Prague Astronomical Clock

The discussions at ITSF made it clear that we have reached the limits of what satellite timing can do. GPS has served as the world’s common heartbeat for decades, but it was built for navigation, not for a world that depends on instantaneous communication and distributed intelligence. What comes next will be built on the ground, not in orbit. That is where Tiqker comes in, bringing quantum-enabled, optically stabilized time transfer from theory into practice. By replacing fragile radio signals from space with light through fiber, Tiqker synchronizes entire networks with astonishing precision, accurate to trillionths of a second. It is not just an upgrade; it is a revolution in how we define trust, security, and performance across global systems.

ITSF Opening Sessions

What stood out most during the week was the growing recognition that time itself is now a matter of security and independence. Countries and companies alike are beginning to treat time as a strategic resource. When communication networks, defense systems, and financial platforms depend on absolute accuracy, losing access to a reliable time source is not just inconvenient, it is dangerous. The shift to terrestrial and quantum-stabilized systems is about control and continuity. It ensures that when satellites fail or signals are compromised, the clocks on the ground keep everything running in perfect coordination.

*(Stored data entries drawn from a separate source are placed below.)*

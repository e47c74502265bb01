//! Theme-config patching.
//!
//! theme.conf is a plain key=value file owned by the theme package. Only the
//! eight color keys are rewritten; every other line keeps its content and
//! position.

use std::fs;
use std::path::Path;

use crate::constants::LOG_TAG;
use crate::palette::ColorPalette;
use crate::privileged::PrivilegedFs;

/// Rewrites recognized `key=value` lines in `content`.
///
/// For each entry, the first line whose trimmed content starts with `key=`
/// is replaced in place; entries with no matching line are appended at the
/// end. The document is treated as a `\n`-split line list, so a trailing
/// newline survives as an empty element ahead of any appended keys.
pub fn patch_document(content: &str, entries: &[(&str, &str)]) -> String {
    let mut lines: Vec<String> = content.split('\n').map(str::to_string).collect();

    for (key, value) in entries {
        let prefix = format!("{key}=");
        match lines
            .iter()
            .position(|line| line.trim().starts_with(&prefix))
        {
            Some(index) => lines[index] = format!("{key}={value}"),
            None => lines.push(format!("{key}={value}")),
        }
    }

    lines.join("\n")
}

/// Patches the theme config with the palette and writes it back in place.
///
/// Returns false (after logging) when the theme is not installed, the file
/// cannot be read, or the privileged write fails. The theme skeleton is
/// never created here; theme.conf must already exist. The write-back is a
/// single all-or-nothing operation.
pub fn apply(palette: &ColorPalette, conf_path: &Path, ops: &dyn PrivilegedFs) -> bool {
    if !conf_path.is_file() {
        println!("{LOG_TAG} theme.conf not found: {}", conf_path.display());
        return false;
    }

    let content = match fs::read_to_string(conf_path) {
        Ok(content) => content,
        Err(e) => {
            println!("{LOG_TAG} Failed to read theme.conf: {e}");
            return false;
        }
    };

    let entries: Vec<(&str, &str)> = palette.entries().collect();
    let patched = patch_document(&content, &entries);

    match ops.write_file(conf_path, &patched) {
        Ok(()) => true,
        Err(e) => {
            println!("{LOG_TAG} Failed to write theme.conf: {e:#}");
            false
        }
    }
}

#[cfg(test)]
mod tests {
    use super::*;
    use crate::palette;
    use anyhow::{bail, Result};
    use std::cell::RefCell;
    use std::path::PathBuf;
    use tempfile::TempDir;

    #[derive(Default)]
    struct RecordingFs {
        fail_write: bool,
        written: RefCell<Vec<(PathBuf, String)>>,
    }

    impl PrivilegedFs for RecordingFs {
        fn write_file(&self, dest: &Path, content: &str) -> Result<()> {
            if self.fail_write {
                bail!("tee: permission denied");
            }
            self.written
                .borrow_mut()
                .push((dest.to_path_buf(), content.to_string()));
            Ok(())
        }

        fn copy_file(&self, _src: &Path, _dest: &Path) -> Result<()> {
            Ok(())
        }

        fn create_dir_all(&self, _dest: &Path) -> Result<()> {
            Ok(())
        }
    }

    fn test_palette(dir: &TempDir) -> ColorPalette {
        let path = dir.path().join("colors.json");
        fs::write(&path, r##"{"primary":"#abcdef"}"##).unwrap();
        palette::read(&path).unwrap().unwrap()
    }

    #[test]
    fn test_patch_replaces_in_place() {
        let content = "[General]\nprimaryColor=#old\nbackground=assets/background.png\n";
        let patched = patch_document(content, &[("primaryColor", "#new")]);

        let lines: Vec<_> = patched.split('\n').collect();
        assert_eq!(lines[0], "[General]");
        assert_eq!(lines[1], "primaryColor=#new");
        assert_eq!(lines[2], "background=assets/background.png");
        assert_eq!(patched.matches("primaryColor=").count(), 1);
    }

    #[test]
    fn test_patch_appends_missing_key() {
        let content = "[General]\nprimaryColor=#old";
        let patched = patch_document(content, &[("backgroundColor", "#000000")]);

        assert_eq!(
            patched,
            "[General]\nprimaryColor=#old\nbackgroundColor=#000000"
        );
    }

    #[test]
    fn test_patch_appends_after_trailing_newline() {
        // The trailing newline splits into an empty final element, so the
        // appended key lands after a blank line.
        let patched = patch_document("a=1\n", &[("backgroundColor", "#000000")]);
        assert_eq!(patched, "a=1\n\nbackgroundColor=#000000");
    }

    #[test]
    fn test_patch_matches_indented_key() {
        let patched = patch_document("  primaryColor=#old", &[("primaryColor", "#new")]);
        assert_eq!(patched, "primaryColor=#new");
    }

    #[test]
    fn test_patch_replaces_only_first_match() {
        let content = "primaryColor=#one\nprimaryColor=#two";
        let patched = patch_document(content, &[("primaryColor", "#new")]);
        assert_eq!(patched, "primaryColor=#new\nprimaryColor=#two");
    }

    #[test]
    fn test_patch_does_not_match_longer_keys() {
        // "surfaceColor=" must not match "onSurfaceColor=" lines, and a key
        // appearing in a value must not match either.
        let content = "onSurfaceColorExtra=#keep\ncomment=primaryColor=#not-a-key";
        let patched = patch_document(
            content,
            &[("onSurfaceColor", "#new"), ("primaryColor", "#new")],
        );

        let lines: Vec<_> = patched.split('\n').collect();
        assert_eq!(lines[0], "onSurfaceColorExtra=#keep");
        assert_eq!(lines[1], "comment=primaryColor=#not-a-key");
        assert_eq!(lines[2], "onSurfaceColor=#new");
        assert_eq!(lines[3], "primaryColor=#new");
    }

    #[test]
    fn test_patch_appends_in_entry_order() {
        let entries = [("primaryColor", "#1"), ("onPrimaryColor", "#2")];
        let patched = patch_document("[General]", &entries);
        assert_eq!(patched, "[General]\nprimaryColor=#1\nonPrimaryColor=#2");
    }

    #[test]
    fn test_apply_missing_conf_fails() {
        let dir = TempDir::new().unwrap();
        let ops = RecordingFs::default();
        let colors = test_palette(&dir);

        assert!(!apply(&colors, &dir.path().join("theme.conf"), &ops));
        assert!(ops.written.borrow().is_empty());
    }

    #[test]
    fn test_apply_writes_patched_document() {
        let dir = TempDir::new().unwrap();
        let conf = dir.path().join("theme.conf");
        fs::write(&conf, "[General]\nprimaryColor=#old\n").unwrap();

        let ops = RecordingFs::default();
        let colors = test_palette(&dir);

        assert!(apply(&colors, &conf, &ops));

        let written = ops.written.borrow();
        assert_eq!(written.len(), 1);
        assert_eq!(written[0].0, conf);
        assert!(written[0].1.contains("primaryColor=#abcdef"));
        // Original file is untouched until the privileged helper writes it
        assert_eq!(
            fs::read_to_string(&conf).unwrap(),
            "[General]\nprimaryColor=#old\n"
        );
    }

    #[test]
    fn test_apply_write_failure_returns_false() {
        let dir = TempDir::new().unwrap();
        let conf = dir.path().join("theme.conf");
        fs::write(&conf, "[General]\n").unwrap();

        let ops = RecordingFs {
            fail_write: true,
            ..RecordingFs::default()
        };
        let colors = test_palette(&dir);

        assert!(!apply(&colors, &conf, &ops));
    }
}
//! sddm-pixel-sync - one-shot SDDM theme synchronizer
//!
//! Syncs the ii-pixel SDDM theme with the current Material You palette
//! (matugen's colors.json) and the active wallpaper. Writes to the
//! system-owned theme directory go through sudo, so this is typically run
//! right after the palette or wallpaper changes, from a context that can
//! authenticate.

use anyhow::Result;
use clap::Parser;
use std::path::PathBuf;

use sddm_pixel_sync::paths::Paths;
use sddm_pixel_sync::privileged::SudoFs;
use sddm_pixel_sync::sync;
use sddm_pixel_sync::video::FfmpegExtractor;

/// Sync the ii-pixel SDDM theme with the current palette and wallpaper
#[derive(Parser, Debug)]
#[command(author, version, about, long_about = None)]
struct Cli {
    /// Override the installed theme directory (useful for theme checkouts)
    #[arg(long, value_name = "DIR")]
    theme_dir: Option<PathBuf>,
}

fn main() -> Result<()> {
    let cli = Cli::parse();

    let mut paths = Paths::from_env()?;
    if let Some(theme_dir) = cli.theme_dir {
        paths.theme_dir = theme_dir;
    }

    sync::run(&paths, &SudoFs, &FfmpegExtractor)
}
#[macro_export]
macro_rules! fixture_path {
	( $( $segment:expr ),* $(,)? ) => {{
		std::path::PathBuf::from( env!( "CARGO_MANIFEST_DIR" ))
			.join( $crate::fixtures::strip_rs( file!() ))
			$( .join( $segment ) )*
	}};
}

#[macro_export]
macro_rules! assert_no_warnings {
	( $warnings:expr ) => {
		if !$warnings.is_empty() { panic!( "Produced warnings: {:?}", $warnings ) }
	};
}

#[allow( dead_code )]
mod fixtures {

	use std::path::Path ;

	/// Fixture trees live in a directory named after the test file that uses them.
	pub const fn strip_rs( path: &'static str ) -> &'static str {
		match path.as_bytes() {
			[rest @ .., b'.', b'r', b's'] => {
				// SAFETY: the last three bytes are ".rs", so the split is at a UTF-8 boundary.
				unsafe { core::str::from_utf8_unchecked( rest ) }
			}
			_ => unreachable!(),
		}
	}

	/// Writes `files` (relative path, contents) beneath `root`, creating directories as needed.
	pub fn write_tree( root: &Path, files: &[( &str, &str )] ) {
		for ( relative, contents ) in files {
			let path = root.join( relative );
			if let Some( parent ) = path.parent() { std::fs::create_dir_all( parent ).unwrap() }
			std::fs::write( &path, contents ).unwrap();
		}
	}

	/// Writes a zip archive holding `entries` (resource name, WAT text compiled to binary).
	pub fn write_archive( path: &Path, entries: &[( &str, &str )] ) {
		use std::io::Write ;
		let mut writer = zip::ZipWriter::new( std::fs::File::create( path ).unwrap() );
		let options = zip::write::SimpleFileOptions::default();
		for ( name, wat ) in entries {
			writer.start_file( *name, options ).unwrap();
			writer.write_all( &wat::parse_str( wat ).unwrap() ).unwrap();
		}
		writer.finish().unwrap();
	}

	pub fn names<'a>( identities: impl IntoIterator<Item = &'a wasm_hotload::CompiledIdentity> ) -> Vec<&'a str> {
		identities.into_iter().map(| identity | identity.name().as_str() ).collect()
	}

}
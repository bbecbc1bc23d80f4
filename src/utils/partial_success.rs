//! Type alias for operations that succeed while some of their parts fail.
//! The failed parts are handed back to the caller instead of aborting the whole operation.

/// A successful operation where some parts failed but didn't prevent overall success.
/// The `Vec<E>` contains the errors from the failed parts that were skipped.
pub type PartialSuccess<T, E> = ( T, Vec<E> );
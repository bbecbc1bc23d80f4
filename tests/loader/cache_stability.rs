use std::sync::Arc ;
use wasm_hotload::{ Classification, Engine, HostNamespace, IdentityName, ModuleLoader, ResolveError };
use crate::containers::{ MemoryContainer, count };

#[test]
fn cache_stability_unresolvable_name_is_not_rescanned() {

	let engine = Engine::default();
	let container = MemoryContainer::new( "fresh" );
	let lookups = container.lookup_counter();
	let loader = ModuleLoader::new( &engine, vec![ container.boxed() ], Arc::new( HostNamespace::empty() ));
	let name = IdentityName::new( "nowhere.Thing" ).unwrap();

	assert!( matches!( loader.resolve( &name ), Err( ResolveError::NotFound( _ ))));
	assert_eq!( count( &lookups ), 1 );
	assert_eq!( loader.classification( "nowhere.Thing" ), Some( Classification::Unresolvable ));

	assert!( matches!( loader.resolve( &name ), Err( ResolveError::NotFound( _ ))));
	assert_eq!( count( &lookups ), 1 );
	assert_eq!( loader.classification( "nowhere.Thing" ), Some( Classification::Unresolvable ));

	let stats = loader.stats();
	assert_eq!( stats.container_scans, 1 );
	assert_eq!( stats.cache_hits, 1 );
	assert_eq!( stats.host_fallbacks, 1 );

}

#[test]
fn cache_stability_host_fallback_is_not_rescanned() {

	let engine = Engine::default();
	let host = HostNamespace::builder( &engine ).define( "host.Tool", "(module)" ).unwrap().build();
	let first = MemoryContainer::new( "first" );
	let second = MemoryContainer::new( "second" );
	let ( first_lookups, second_lookups ) = ( first.lookup_counter(), second.lookup_counter() );
	let loader = ModuleLoader::new( &engine, vec![ first.boxed(), second.boxed() ], Arc::new( host ));
	let name = IdentityName::new( "host.Tool" ).unwrap();

	let a = loader.resolve( &name ).unwrap();
	let b = loader.resolve( &name ).unwrap();
	assert!( Arc::ptr_eq( &a, &b ));
	assert_eq!( count( &first_lookups ), 1 );
	assert_eq!( count( &second_lookups ), 1 );
	assert_eq!( loader.stats().container_lookups, 2 );

}

#[test]
fn cache_stability_resolved_name_is_not_rescanned() {

	let engine = Engine::default();
	let container = MemoryContainer::new( "fresh" ).with_unit( "a.Foo", "(module)" );
	let lookups = container.lookup_counter();
	let loader = ModuleLoader::new( &engine, vec![ container.boxed() ], Arc::new( HostNamespace::empty() ));
	let name = IdentityName::new( "a.Foo" ).unwrap();

	for _ in 0..5 { loader.resolve( &name ).unwrap(); }
	assert_eq!( count( &lookups ), 1 );
	assert_eq!( loader.classification( "a.Foo" ), Some( Classification::Resolved ));
	assert_eq!( loader.stats().cache_hits, 4 );

}

#[test]
fn cache_stability_linkage_failures_are_not_cached() {

	let engine = Engine::default();
	let container = MemoryContainer::new( "fresh" ).with_unit( "a.Broken", "(module (func" );
	let lookups = container.lookup_counter();
	let loader = ModuleLoader::new( &engine, vec![ container.boxed() ], Arc::new( HostNamespace::empty() ));
	let name = IdentityName::new( "a.Broken" ).unwrap();

	assert!( matches!( loader.resolve( &name ), Err( ResolveError::Linkage( _ ))));
	assert_eq!( loader.classification( "a.Broken" ), None );
	assert!( matches!( loader.resolve( &name ), Err( ResolveError::Linkage( _ ))));
	assert_eq!( count( &lookups ), 2 );

}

Quantum and Optical Clocks, as well as beer, are critical contributors to the Time and Frequency community!

The implications are enormous. Data centers spread across continents could soon operate as if they were a single machine. Telecommunications networks can maintain perfect synchronization for the next generation of services. Power grids, autonomous vehicles, advanced sensor networks, edge computing, and generative AI infrastructure all rely on this invisible precision, and Tiqker is building the backbone that makes it possible. The industry is moving from measuring time in milliseconds to governing it in picoseconds, because that is what the next phase of global communication and computation requires.

Infleqtion’s Ben Weaver discussing quantum timing solutions with our colleagues

Looking back on the week, ITSF 2025 felt like a bridge between the mechanical past and the quantum future. The Prague Astronomical Clock was once a symbol of mastery over time. The systems discussed at the conference carry that legacy forward, giving humanity the ability not just to measure time, but to shape it with new levels of accuracy and resilience. And in true Czech fashion, the conference’s evening outing to the Strahov Monastery Brewery reminded everyone that while precision is essential, celebration is equally timeless. In a country that leads the world in per capita beer consumption, it felt right to raise a glass under the vaulted ceilings of a 12th-century monastery, toasting both the history that brought us here and the future that will keep perfect time.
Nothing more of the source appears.